In 2014, the central banks of China and Thailand signed a Memorandum of Understanding on Chinese Renminbi (RMB) clearing settlement in Bangkok, capital of Thailand. At the same time, the two sides renewed the bilateral currency swap agreement, aimed at supporting trade and investment in local currencies as well as strengthening bilateral financial cooperation between the two countries. In addition, it would strengthen the confidence of the private sector in the use of local currencies in their cross-border transactions. A year later, the Industrial and Commercial Bank of China (Thai) Public Company Limited announced in Bangkok the official launch of the RMB clearing bank service.

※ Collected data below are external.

//! Shared deployment harness: the full protocol wired in one host.

use governance::{Governance, GovernanceClient};
use lending::{LendingPool, LendingPoolClient};
use lp_pool::{LpPool, LpPoolClient};
use soroban_sdk::testutils::Address as _;
use soroban_sdk::token::{Client as TokenClient, StellarAssetClient};
use soroban_sdk::{Address, Env, String};
use staking_pool::{StakingPool, StakingPoolClient};
use sxlm_token::{SxlmToken, SxlmTokenClient};

pub const COOLDOWN: u32 = 100;
pub const VOTING_PERIOD: u32 = 100;
pub const QUORUM_BPS: u32 = 1000;

pub struct Protocol<'a> {
    pub admin: Address,
    pub token: SxlmTokenClient<'a>,
    pub staking: StakingPoolClient<'a>,
    pub lending: LendingPoolClient<'a>,
    pub amm: LpPoolClient<'a>,
    pub gov: GovernanceClient<'a>,
    pub native: TokenClient<'a>,
    pub native_asset: StellarAssetClient<'a>,
}

/// Deploy and initialize every contract. The staking pool is the token's
/// minter; lending starts at CF 70% / LT 80% / 5% APR; the AMM charges
/// 30 bps; governance runs a 100-ledger window at 10% quorum.
pub fn deploy(env: &Env) -> Protocol<'_> {
    env.mock_all_auths();

    let admin = Address::generate(env);
    let native_id = env
        .register_stellar_asset_contract_v2(admin.clone())
        .address();

    let token_id = env.register_contract(None, SxlmToken);
    let staking_id = env.register_contract(None, StakingPool);
    let lending_id = env.register_contract(None, LendingPool);
    let amm_id = env.register_contract(None, LpPool);
    let gov_id = env.register_contract(None, Governance);

    let token = SxlmTokenClient::new(env, &token_id);
    token.initialize(
        &admin,
        &staking_id,
        &7u32,
        &String::from_str(env, "Staked XLM"),
        &String::from_str(env, "sXLM"),
    );

    let staking = StakingPoolClient::new(env, &staking_id);
    staking.initialize(&admin, &token_id, &native_id, &COOLDOWN);

    let lending = LendingPoolClient::new(env, &lending_id);
    lending.initialize(&admin, &token_id, &native_id, &7000, &8000, &500);

    let amm = LpPoolClient::new(env, &amm_id);
    amm.initialize(&admin, &token_id, &native_id, &30);

    let gov = GovernanceClient::new(env, &gov_id);
    gov.initialize(&admin, &token_id, &VOTING_PERIOD, &QUORUM_BPS);

    Protocol {
        admin,
        token,
        staking,
        lending,
        amm,
        gov,
        native: TokenClient::new(env, &native_id),
        native_asset: StellarAssetClient::new(env, &native_id),
    }
}

/// A fresh account holding `xlm` native.
pub fn funded_user(env: &Env, p: &Protocol, xlm: i128) -> Address {
    let user = Address::generate(env);
    p.native_asset.mint(&user, &xlm);
    user
}

/// Stake through the real deposit path and return the sXLM minted.
pub fn staker(env: &Env, p: &Protocol, xlm: i128) -> (Address, i128) {
    let user = funded_user(env, p, xlm);
    let minted = p.staking.deposit(&user, &xlm);
    (user, minted)
}
//! AMM flows with staked sXLM on one side of the pair.

use crate::setup::{deploy, funded_user, staker};
use protocol_common::constants::RATE_PRECISION;
use soroban_sdk::Env;

#[test]
fn test_provide_liquidity_with_staked_tokens() {
    let env = Env::default();
    let p = deploy(&env);

    // 100 XLM staked for the sXLM side; fresh XLM for the other.
    let (lp, _) = staker(&env, &p, 100_0000000);
    p.native_asset.mint(&lp, &100_0000000);

    let minted = p.amm.add_liquidity(&lp, &100_0000000, &100_0000000);
    assert!(minted > 0);
    assert_eq!(p.amm.get_reserves(), (100_0000000, 100_0000000));
    assert_eq!(p.amm.get_price(), RATE_PRECISION);
}

/// The constant-product quote at 30 bps, verified to the stroop, and the
/// invariant across the trade.
#[test]
fn test_swap_preserves_invariant_exactly() {
    let env = Env::default();
    let p = deploy(&env);
    let (lp, _) = staker(&env, &p, 100_0000000);
    p.native_asset.mint(&lp, &100_0000000);
    p.amm.add_liquidity(&lp, &100_0000000, &100_0000000);

    let trader = funded_user(&env, &p, 100_0000000);
    let (reserve_xlm, reserve_sxlm) = p.amm.get_reserves();
    let k_before = reserve_xlm * reserve_sxlm;

    // in_after_fee = 10e7 * 9970/10000; out = rs - rx*rs/(rx + in_after_fee).
    let out = p.amm.swap_xlm_to_sxlm(&trader, &10_0000000, &0);
    assert_eq!(out, 90_661_090);

    let (reserve_xlm, reserve_sxlm) = p.amm.get_reserves();
    assert!(reserve_xlm * reserve_sxlm >= k_before);
}

/// Swapped-out sXLM is the real receipt token: it can be unstaked.
#[test]
fn test_swapped_sxlm_is_redeemable() {
    let env = Env::default();
    let p = deploy(&env);
    let (lp, _) = staker(&env, &p, 500_0000000);
    p.native_asset.mint(&lp, &500_0000000);
    p.amm.add_liquidity(&lp, &500_0000000, &500_0000000);

    let trader = funded_user(&env, &p, 100_0000000);
    let out = p.amm.swap_xlm_to_sxlm(&trader, &10_0000000, &0);
    assert_eq!(p.token.balance(&trader), out);

    let result = p.staking.request_withdrawal(&trader, &out, &true);
    assert!(result.is_instant);
    assert_eq!(p.token.balance(&trader), 0);
}

#[test]
fn test_lp_round_trip_keeps_fees_in_pool() {
    let env = Env::default();
    let p = deploy(&env);
    let (lp, _) = staker(&env, &p, 500_0000000);
    p.native_asset.mint(&lp, &500_0000000);
    let minted = p.amm.add_liquidity(&lp, &500_0000000, &500_0000000);

    // Trading volume accrues fees to the reserves.
    let trader = funded_user(&env, &p, 1_000_0000000);
    for _ in 0..10 {
        let out = p.amm.swap_xlm_to_sxlm(&trader, &10_0000000, &0);
        p.amm.swap_sxlm_to_xlm(&trader, &out, &0);
    }

    // Removing all shares returns more value than went in; the locked
    // minimum stays behind.
    let (xlm_out, sxlm_out) = p.amm.remove_liquidity(&lp, &minted);
    assert!(xlm_out + sxlm_out > 500_0000000 + 500_0000000 - 10_000);
    assert!(p.amm.total_lp_supply() > 0);
    let (reserve_xlm, reserve_sxlm) = p.amm.get_reserves();
    assert!(reserve_xlm > 0);
    assert!(reserve_sxlm > 0);
}
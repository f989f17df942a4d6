//! Cross-contract surface of the sXLM receipt token.
//!
//! The staking pool and governance contracts call the token through this
//! client; the standard `soroban_sdk::token::Client` is used where the
//! SEP-41 subset (transfer/balance) suffices.

use soroban_sdk::{contractclient, Address, Env};

#[contractclient(name = "ReceiptTokenClient")]
pub trait ReceiptToken {
    /// Mint `amount` to `to`. Requires the token's minter to authenticate.
    fn mint(env: Env, to: Address, amount: i128);
    /// Burn `amount` from `from`. Requires the token's minter to authenticate.
    fn burn(env: Env, from: Address, amount: i128);
    fn balance(env: Env, id: Address) -> i128;
    fn total_supply(env: Env) -> i128;
}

The growing use and internationalization of the RMB is part of an enhanced regional financial cooperation. The Chiangmai Initiative, adopted at the 10+3 finance ministers meeting in May 2000, was the first substantive step to strengthen financial cooperation. Its main content was to expand the size of the original ASEAN Currency Exchange Facility, while establishing a bilateral currency exchange network between 10+3 nations, to help countries members to overcome short-term balance of payments difficulties and to stabilize financial markets. In 2011, the central banks of China and Thailand signed the bilateral currency swap agreement (BSA) between the Chinese yuan and the Thai baht, the first of its kind under the Chiang Mai initiative.
(With input from statements by the People’s Bank of China, PBOC)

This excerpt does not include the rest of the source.